The Osiris’ thrusters worked as one, biting into the water with all their power and driving them away from the old submarine.
A long, squeaky, tearing noise travelled through the water and echoed into their hull, like a giant beast howling in the water as the metal of the door tore away.
“That’s it!” Hans said. “Take us closer and keep her steady!”
“I’m trying but we’re fighting the up-current!” Karl said, wrestling with the controls as the Osiris jerked in the water.
Hans guided his clawed arm through the open doorway and into the captain’s quarters, the footage from the mounted camera showing a clouded view as the movement of the old wreck disturbed many decades of silt. “Alex—keep the pressure on that door.”
“I got it,” Alex said, watching Hans’ monitor, the German guided by the quickening bleeps of the Geiger counter to find his way.
“Thirty seconds!” Karl said. “We pull away in thirty. The sub is going to go over the edge!”
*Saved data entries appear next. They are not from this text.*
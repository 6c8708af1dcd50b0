#![warn(missing_docs)]
//! The beam tracer.
//!
//! This module traces a single [`ParaxialRay`] through an ordered sequence of [`OpticalElement`]s using
//! ray-transfer matrices and records the transverse position of the ray at every axial location.
use log::debug;
use serde::{Deserialize, Serialize};
use uom::{
    num_traits::Zero,
    si::{f64::Length, length::meter},
};

use crate::{
    element::OpticalElement,
    error::{BeamPathError, BpResult},
    ray::ParaxialRay,
    system::OpticalSystem,
};

/// The sampled path of a single ray through an optical system.
///
/// A [`TracePath`] consists of two parallel sequences of equal length: the axial positions `z` and the transverse
/// positions `x` of the ray. It contains one sample at the start plane, one after each free-space segment and one
/// immediately after each lens. The latter shares the `z` value of the preceding sample, capturing the change of slope
/// at the lens without a change of position.
#[derive(Debug, Clone, PartialEq, Serialize, Deserialize)]
pub struct TracePath {
    z: Vec<Length>,
    x: Vec<Length>,
    final_ray: ParaxialRay,
}
impl TracePath {
    fn new(start: ParaxialRay, capacity: usize) -> Self {
        let mut path = Self {
            z: Vec::with_capacity(capacity),
            x: Vec::with_capacity(capacity),
            final_ray: start,
        };
        path.add_sample(Length::zero(), start);
        path
    }
    fn add_sample(&mut self, z: Length, ray: ParaxialRay) {
        self.z.push(z);
        self.x.push(ray.position());
        self.final_ray = ray;
    }
    /// Returns the axial positions of this [`TracePath`].
    #[must_use]
    pub fn z(&self) -> &[Length] {
        &self.z
    }
    /// Returns the transverse positions of this [`TracePath`].
    #[must_use]
    pub fn x(&self) -> &[Length] {
        &self.x
    }
    /// Returns the axial positions in meter.
    #[must_use]
    pub fn z_in_meter(&self) -> Vec<f64> {
        self.z.iter().map(|z| z.get::<meter>()).collect()
    }
    /// Returns the transverse positions in meter.
    #[must_use]
    pub fn x_in_meter(&self) -> Vec<f64> {
        self.x.iter().map(|x| x.get::<meter>()).collect()
    }
    /// Returns an iterator over all `(z, x)` samples.
    pub fn samples(&self) -> impl Iterator<Item = (Length, Length)> + '_ {
        self.z.iter().copied().zip(self.x.iter().copied())
    }
    /// Returns the number of samples of this [`TracePath`].
    #[must_use]
    pub fn len(&self) -> usize {
        self.z.len()
    }
    /// Returns `true` if this [`TracePath`] contains no samples.
    ///
    /// **Note**: A path returned by the tracer always contains at least the start sample.
    #[must_use]
    pub fn is_empty(&self) -> bool {
        self.z.is_empty()
    }
    /// Returns the ray state after the last element.
    #[must_use]
    pub const fn final_ray(&self) -> ParaxialRay {
        self.final_ray
    }
}

/// Trace a ray through an ordered sequence of optical elements.
///
/// The ray starts at `z = 0` with the transverse position `x0` and the angle `theta0`. For each free-space element the
/// ray is propagated and `z` advances by the element distance. For each thin lens the ray is refracted at the current `z`.
/// After each element a sample is recorded.
///
/// All preconditions are checked before the tracing starts. Hence, either the full path is computed or nothing.
///
/// # Errors
///
/// This function will return an error if
///   - `x0` or `theta0` is not finite.
///   - one of the elements is invalid (a zero or non-finite focal length, a negative or non-finite distance).
pub fn trace(x0: Length, theta0: f64, elements: &[OpticalElement]) -> BpResult<TracePath> {
    let ray = ParaxialRay::new(x0, theta0)?;
    for (idx, element) in elements.iter().enumerate() {
        element.validate().map_err(|e| {
            BeamPathError::Trace(format!("cannot trace through element #{idx}: {e}"))
        })?;
    }
    trace_validated(ray, elements)
}

fn trace_validated(mut ray: ParaxialRay, elements: &[OpticalElement]) -> BpResult<TracePath> {
    let mut path = TracePath::new(ray, elements.len() + 1);
    let mut z = Length::zero();
    for (idx, element) in elements.iter().enumerate() {
        element.apply(&mut ray)?;
        if !ray.position().is_finite() || !ray.angle().is_finite() {
            return Err(BeamPathError::Trace(format!(
                "ray left the representable range behind element #{idx} ({element})"
            )));
        }
        z += element.axial_length();
        path.add_sample(z, ray);
    }
    debug!(
        "traced ray ({}) through {} elements: {} samples",
        path.final_ray,
        elements.len(),
        path.len()
    );
    Ok(path)
}

/// A tracer bound to a fixed, already validated [`OpticalSystem`].
///
/// This is handy if many rays are traced through the same system (see [`BeamSweep`](crate::sweep::BeamSweep)).
#[derive(Debug, Clone, Copy)]
pub struct Tracer<'a> {
    system: &'a OpticalSystem,
}
impl<'a> Tracer<'a> {
    /// Creates a new [`Tracer`] for the given system.
    ///
    /// # Errors
    ///
    /// This function will return an error if the system contains invalid elements.
    pub fn new(system: &'a OpticalSystem) -> BpResult<Self> {
        system.validate()?;
        Ok(Self { system })
    }
    /// Trace a single ray with the given initial position and angle through the system.
    ///
    /// # Errors
    ///
    /// This function will return an error if `x0` or `theta0` is not finite.
    pub fn trace(&self, x0: Length, theta0: f64) -> BpResult<TracePath> {
        let ray = ParaxialRay::new(x0, theta0)?;
        trace_validated(ray, self.system.elements())
    }
}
“Got it!” Hans said. The video feed showed the face of a steel safe, the size of a household microwave, against a wall. The claw latched onto it, and Hans shifted it back.
The vault didn’t budge.
“Alex, I need your help with this!”
Alex manipulated his mechanical arm so that it kept the door propped open with one of its two elbow joints, while the claw shot forward and gripped next to Hans’.
“That’s it, Alex!” Hans said. “On my mark, drag the safe back with me. Three, two, one—now!”
Alex pulled back on the claw controls and the safe pulled free, the bolts tearing from the floor as though it were made of cardboard.
“Twenty seconds and we’re outta here!”
“Almost there. This is heavy, help me out with it, Alex!” Hans said. They used both claws to remove the safe. “Got it. Give us full thrust away!”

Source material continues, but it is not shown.